[AIM OF THE EXERCISE]
An identical copy of all the entries is the required result.

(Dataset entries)

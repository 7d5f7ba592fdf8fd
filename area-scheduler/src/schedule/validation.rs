//! Post-hoc checks for any schedule, generated or hand edited.
//!
//! Detects, per worker:
//! - dates whose total hours exceed the daily cap
//! - dates with more than one entry (double shift)
//! - a longest consecutive-date run above the cap

use std::collections::{BTreeMap, BTreeSet};

use chrono::NaiveDate;
use serde::{Deserialize, Serialize};

use super::shift_utils::longest_run;
use super::types::ScheduleEntry;

#[derive(Debug, Clone, Copy, PartialEq, Eq, Serialize, Deserialize)]
pub enum ConflictKind {
    DailyHoursExceeded,
    DoubleShift,
    ConsecutiveDaysExceeded,
}

#[derive(Debug, Clone, PartialEq, Serialize, Deserialize)]
#[serde(rename_all = "PascalCase")]
pub struct Conflict {
    pub kind: ConflictKind,
    pub worker: String,
    /// Offending date, or first date of the offending run.
    pub date: NaiveDate,
    pub value: f64,
    pub limit: f64,
    pub message: String,
}

#[derive(Default)]
struct DayTotals {
    hours: f64,
    entries: u32,
}

/// Validates entries against the daily-hours and consecutive-day limits.
///
/// Entries without a worker are ignored. Conflicts are ordered by worker,
/// then date.
pub fn validate_schedule(entries: &[ScheduleEntry], max_hours_per_day: f64, max_consecutive_days: u32) -> Vec<Conflict> {
    let mut per_worker: BTreeMap<&str, BTreeMap<NaiveDate, DayTotals>> = BTreeMap::new();
    for entry in entries {
        let Some(worker) = entry.worker.as_deref().map(str::trim).filter(|w| !w.is_empty()) else {
            continue;
        };
        let day = per_worker.entry(worker).or_default().entry(entry.date).or_default();
        day.hours += entry.hours;
        day.entries += 1;
    }

    let mut conflicts = Vec::new();
    for (worker, days) in &per_worker {
        for (date, totals) in days {
            if totals.hours > max_hours_per_day {
                conflicts.push(Conflict {
                    kind: ConflictKind::DailyHoursExceeded,
                    worker: worker.to_string(),
                    date: *date,
                    value: totals.hours,
                    limit: max_hours_per_day,
                    message: format!("{} works {} h on {} (max {})", worker, totals.hours, date, max_hours_per_day),
                });
            }
            if totals.entries > 1 {
                conflicts.push(Conflict {
                    kind: ConflictKind::DoubleShift,
                    worker: worker.to_string(),
                    date: *date,
                    value: f64::from(totals.entries),
                    limit: 1.0,
                    message: format!("{} has {} shifts on {}", worker, totals.entries, date),
                });
            }
        }

        let dates: BTreeSet<NaiveDate> = days.keys().copied().collect();
        if let Some((len, first, last)) = longest_run(&dates) {
            if len > max_consecutive_days {
                conflicts.push(Conflict {
                    kind: ConflictKind::ConsecutiveDaysExceeded,
                    worker: worker.to_string(),
                    date: first,
                    value: f64::from(len),
                    limit: f64::from(max_consecutive_days),
                    message: format!(
                        "{} works {} consecutive days from {} to {} (max {})",
                        worker, len, first, last, max_consecutive_days
                    ),
                });
            }
        }
    }
    conflicts
}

[EXERCISE RESULT]
repository 7d5f7ba592fdf8fd
filename area-scheduler/src/schedule/validation.rs
//! Post-hoc checks for any schedule, generated or hand edited.
//!
//! Detects, per worker:
//! - dates whose total hours exceed the daily cap
//! - dates with more than one entry (double shift)
//! - a longest consecutive-date run above the cap

use std::collections::{BTreeMap, BTreeSet};

use chrono::NaiveDate;
use serde::{Deserialize, Serialize};

use super::shift_utils::longest_run;
use super::types::ScheduleEntry;

#[derive(Debug, Clone, Copy, PartialEq, Eq, Serialize, Deserialize)]
pub enum ConflictKind {
    DailyHoursExceeded,
    DoubleShift,
    ConsecutiveDaysExceeded,
}

#[derive(Debug, Clone, PartialEq, Serialize, Deserialize)]
#[serde(rename_all = "PascalCase")]
pub struct Conflict {
    pub kind: ConflictKind,
    pub worker: String,
    /// Offending date, or first date of the offending run.
    pub date: NaiveDate,
    pub value: f64,
    pub limit: f64,
    pub message: String,
}

#[derive(Default)]
struct DayTotals {
    hours: f64,
    entries: u32,
}

/// Validates entries against the daily-hours and consecutive-day limits.
///
/// Entries without a worker are ignored. Conflicts are ordered by worker,
/// then date.
pub fn validate_schedule(entries: &[ScheduleEntry], max_hours_per_day: f64, max_consecutive_days: u32) -> Vec<Conflict> {
    let mut per_worker: BTreeMap<&str, BTreeMap<NaiveDate, DayTotals>> = BTreeMap::new();
    for entry in entries {
        let Some(worker) = entry.worker.as_deref().map(str::trim).filter(|w| !w.is_empty()) else {
            continue;
        };
        let day = per_worker.entry(worker).or_default().entry(entry.date).or_default();
        day.hours += entry.hours;
        day.entries += 1;
    }

    let mut conflicts = Vec::new();
    for (worker, days) in &per_worker {
        for (date, totals) in days {
            if totals.hours > max_hours_per_day {
                conflicts.push(Conflict {
                    kind: ConflictKind::DailyHoursExceeded,
                    worker: worker.to_string(),
                    date: *date,
                    value: totals.hours,
                    limit: max_hours_per_day,
                    message: format!("{} works {} h on {} (max {})", worker, totals.hours, date, max_hours_per_day),
                });
            }
            if totals.entries > 1 {
                conflicts.push(Conflict {
                    kind: ConflictKind::DoubleShift,
                    worker: worker.to_string(),
                    date: *date,
                    value: f64::from(totals.entries),
                    limit: 1.0,
                    message: format!("{} has {} shifts on {}", worker, totals.entries, date),
                });
            }
        }

        let dates: BTreeSet<NaiveDate> = days.keys().copied().collect();
        if let Some((len, first, last)) = longest_run(&dates) {
            if len > max_consecutive_days {
                conflicts.push(Conflict {
                    kind: ConflictKind::ConsecutiveDaysExceeded,
                    worker: worker.to_string(),
                    date: first,
                    value: f64::from(len),
                    limit: f64::from(max_consecutive_days),
                    message: format!(
                        "{} works {} consecutive days from {} to {} (max {})",
                        worker, len, first, last, max_consecutive_days
                    ),
                });
            }
        }
    }
    conflicts
}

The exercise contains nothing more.